- _Instructions for the task_
An exact reproduction of all entries is required.

[Given records — start]

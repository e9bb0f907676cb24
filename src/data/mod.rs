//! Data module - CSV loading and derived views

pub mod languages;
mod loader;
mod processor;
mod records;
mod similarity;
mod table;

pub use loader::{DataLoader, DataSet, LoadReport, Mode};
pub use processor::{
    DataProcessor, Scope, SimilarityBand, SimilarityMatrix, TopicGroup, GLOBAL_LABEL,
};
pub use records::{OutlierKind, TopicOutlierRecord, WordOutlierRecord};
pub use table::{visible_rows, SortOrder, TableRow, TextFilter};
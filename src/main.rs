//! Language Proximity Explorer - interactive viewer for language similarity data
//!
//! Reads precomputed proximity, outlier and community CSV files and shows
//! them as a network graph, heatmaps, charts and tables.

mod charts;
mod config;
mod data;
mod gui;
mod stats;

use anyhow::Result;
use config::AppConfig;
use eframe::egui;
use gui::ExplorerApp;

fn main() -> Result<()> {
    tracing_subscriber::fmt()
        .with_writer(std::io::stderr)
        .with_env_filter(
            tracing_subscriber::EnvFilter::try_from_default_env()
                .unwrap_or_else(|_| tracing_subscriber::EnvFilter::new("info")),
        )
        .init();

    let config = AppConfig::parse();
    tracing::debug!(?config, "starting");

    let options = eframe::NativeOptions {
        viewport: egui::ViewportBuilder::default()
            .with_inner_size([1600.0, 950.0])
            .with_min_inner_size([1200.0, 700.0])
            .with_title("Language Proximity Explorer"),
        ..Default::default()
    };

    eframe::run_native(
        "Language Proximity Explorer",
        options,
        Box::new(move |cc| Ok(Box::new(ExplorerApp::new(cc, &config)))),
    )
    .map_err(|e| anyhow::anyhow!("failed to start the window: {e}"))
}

[Given records — finish]

- _Response to the task_
repository e9bb0f907676cb24
filename src/data/mod.rs
//! Data module - CSV loading and derived views

pub mod languages;
mod loader;
mod processor;
mod records;
mod similarity;
mod table;

pub use loader::{DataLoader, DataSet, LoadReport, Mode};
pub use processor::{
    DataProcessor, Scope, SimilarityBand, SimilarityMatrix, TopicGroup, GLOBAL_LABEL,
};
pub use records::{OutlierKind, TopicOutlierRecord, WordOutlierRecord};
pub use table::{visible_rows, SortOrder, TableRow, TextFilter};
filename src/main.rs
//! Language Proximity Explorer - interactive viewer for language similarity data
//!
//! Reads precomputed proximity, outlier and community CSV files and shows
//! them as a network graph, heatmaps, charts and tables.

mod charts;
mod config;
mod data;
mod gui;
mod stats;

use anyhow::Result;
use config::AppConfig;
use eframe::egui;
use gui::ExplorerApp;

fn main() -> Result<()> {
    tracing_subscriber::fmt()
        .with_writer(std::io::stderr)
        .with_env_filter(
            tracing_subscriber::EnvFilter::try_from_default_env()
                .unwrap_or_else(|_| tracing_subscriber::EnvFilter::new("info")),
        )
        .init();

    let config = AppConfig::parse();
    tracing::debug!(?config, "starting");

    let options = eframe::NativeOptions {
        viewport: egui::ViewportBuilder::default()
            .with_inner_size([1600.0, 950.0])
            .with_min_inner_size([1200.0, 700.0])
            .with_title("Language Proximity Explorer"),
        ..Default::default()
    };

    eframe::run_native(
        "Language Proximity Explorer",
        options,
        Box::new(move |cc| Ok(Box::new(ExplorerApp::new(cc, &config)))),
    )
    .map_err(|e| anyhow::anyhow!("failed to start the window: {e}"))
}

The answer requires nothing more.